Châteauneuf-du-Pape wines are often high in alcohol, typically 14-15.5%, and must be minimum 12.5% under the appellation rules with no chaptalization allowed. Winemaking in the region tends to focus on balancing the high sugar levels in the grape with the tannins and phenols that are common in red Châteauneuf-du-Pape. Following harvest, the grape clusters are rarely destemmed prior to fermentation. The fermentation temperatures are kept high, with the skins being frequently pumped over and punched down for the benefit of tannin levels and color extraction to achieve the characteristic dark Châteauneuf color. Beginning in the 1970s, market tendencies to prefer lighter, fruitier wines that can be drunk sooner have prompted some estates to experiment with carbonic maceration. Low yields are considered critical to the success of Châteauneuf-du-Pape with the principal grape varieties tending to make thin and bland wine when produced in higher quantities. The AOC requirements limit yields to 35 hectolitres per hectare, which is nearly half the yields allowed in Bordeaux.

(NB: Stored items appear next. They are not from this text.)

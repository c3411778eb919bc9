//! Resolves the acting user from request credentials.
//!
//! Methods are tried strictly in this order, first non-empty user wins:
//! 1. the bearer token, verified with the configured HS256 secret;
//! 2. the bearer token, the `sb-access-token` cookie and the `x-supabase-auth`
//!    header, decoded *without* verification;
//! 3. the `x-user-id` header.
//!
//! Step 2 trusts unsigned claims and must never run ahead of step 1.

use std::collections::HashSet;

use axum::http::{header, HeaderMap};
use base64::{engine::general_purpose::URL_SAFE_NO_PAD, Engine as _};
use jsonwebtoken::{decode, Algorithm, DecodingKey, Validation};
use serde_json::Value;

use crate::error::{AppError, AppResult};

const MIN_TOKEN_LEN: usize = 20;
const SESSION_COOKIE: &str = "sb-access-token";
const SUPABASE_HEADER: &str = "x-supabase-auth";
const USER_ID_HEADER: &str = "x-user-id";

#[derive(Clone)]
pub struct IdentityResolver {
    jwt_secret: Option<String>,
}

impl std::fmt::Debug for IdentityResolver {
    fn fmt(&self, f: &mut std::fmt::Formatter<'_>) -> std::fmt::Result {
        f.debug_struct("IdentityResolver")
            .field("verifies_tokens", &self.jwt_secret.is_some())
            .finish()
    }
}

fn header_text(headers: &HeaderMap, name: &str) -> Option<String> {
    headers
        .get(name)
        .and_then(|v| v.to_str().ok())
        .map(str::trim)
        .filter(|v| !v.is_empty())
        .map(str::to_string)
}

fn bearer_token(headers: &HeaderMap) -> Option<String> {
    let value = header_text(headers, header::AUTHORIZATION.as_str())?;
    let (scheme, token) = value.split_once(char::is_whitespace)?;
    if !scheme.eq_ignore_ascii_case("bearer") {
        return None;
    }
    Some(token.trim().to_string()).filter(|t| !t.is_empty())
}

fn cookie_value(headers: &HeaderMap, name: &str) -> Option<String> {
    headers
        .get_all(header::COOKIE)
        .iter()
        .filter_map(|v| v.to_str().ok())
        .flat_map(|v| v.split(';'))
        .filter_map(|pair| pair.trim().split_once('='))
        .find(|(key, _)| *key == name)
        .map(|(_, value)| value.trim().to_string())
        .filter(|v| !v.is_empty())
}

/// `userId`, then `sub`, then `id`; strings and numbers are both accepted.
fn user_from_claims(claims: &Value) -> Option<String> {
    ["userId", "sub", "id"].iter().find_map(|key| match claims.get(*key)? {
        Value::String(s) if !s.trim().is_empty() => Some(s.trim().to_string()),
        Value::Number(n) => Some(n.to_string()),
        _ => None,
    })
}

fn usable(token: &str) -> bool {
    token.len() >= MIN_TOKEN_LEN
}

impl IdentityResolver {
    pub fn new(jwt_secret: Option<String>) -> Self {
        Self {
            jwt_secret: jwt_secret.filter(|s| !s.is_empty()),
        }
    }

    fn verified_user(&self, token: &str) -> Option<String> {
        let secret = self.jwt_secret.as_deref()?;
        let mut validation = Validation::new(Algorithm::HS256);
        validation.required_spec_claims = HashSet::new();
        validation.validate_aud = false;
        let data = decode::<Value>(token, &DecodingKey::from_secret(secret.as_bytes()), &validation)
            .ok()?;
        user_from_claims(&data.claims)
    }

    /// Reads the claims segment without checking signature, algorithm or expiry.
    fn decoded_user(token: &str) -> Option<String> {
        let mut segments = token.split('.');
        let (_header, payload) = (segments.next()?, segments.next()?);
        segments.next()?;
        let bytes = URL_SAFE_NO_PAD
            .decode(payload.trim_end_matches('='))
            .ok()?;
        let claims = serde_json::from_slice::<Value>(&bytes).ok()?;
        user_from_claims(&claims)
    }

    /// Returns the resolved user id, or `None` when every method comes up empty.
    pub fn resolve(&self, headers: &HeaderMap) -> Option<String> {
        let bearer = bearer_token(headers).filter(|t| usable(t));

        if let Some(user) = bearer.as_deref().and_then(|t| self.verified_user(t)) {
            return Some(user);
        }

        let unverified = [
            bearer,
            cookie_value(headers, SESSION_COOKIE),
            header_text(headers, SUPABASE_HEADER),
        ];
        if let Some(user) = unverified
            .iter()
            .flatten()
            .filter(|t| usable(t))
            .find_map(|t| Self::decoded_user(t))
        {
            tracing::debug!(user_id = %user, "user resolved from unverified token");
            return Some(user);
        }

        header_text(headers, USER_ID_HEADER)
    }

    pub fn require(&self, headers: &HeaderMap) -> AppResult<String> {
        self.resolve(headers).ok_or(AppError::Unauthenticated)
    }
}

The common technique of using small barrel oak is not widely used in the Châteauneuf-du-Pape area, partly due to the fact that the principal grape Grenache is prone to oxidation in the porous wooden barrels. Instead, Grenache is vinified in large cement tanks, while the other grape varieties are made in large old barrels called foudres that do not impart the same "oaky" characteristics as the smaller oak barrels.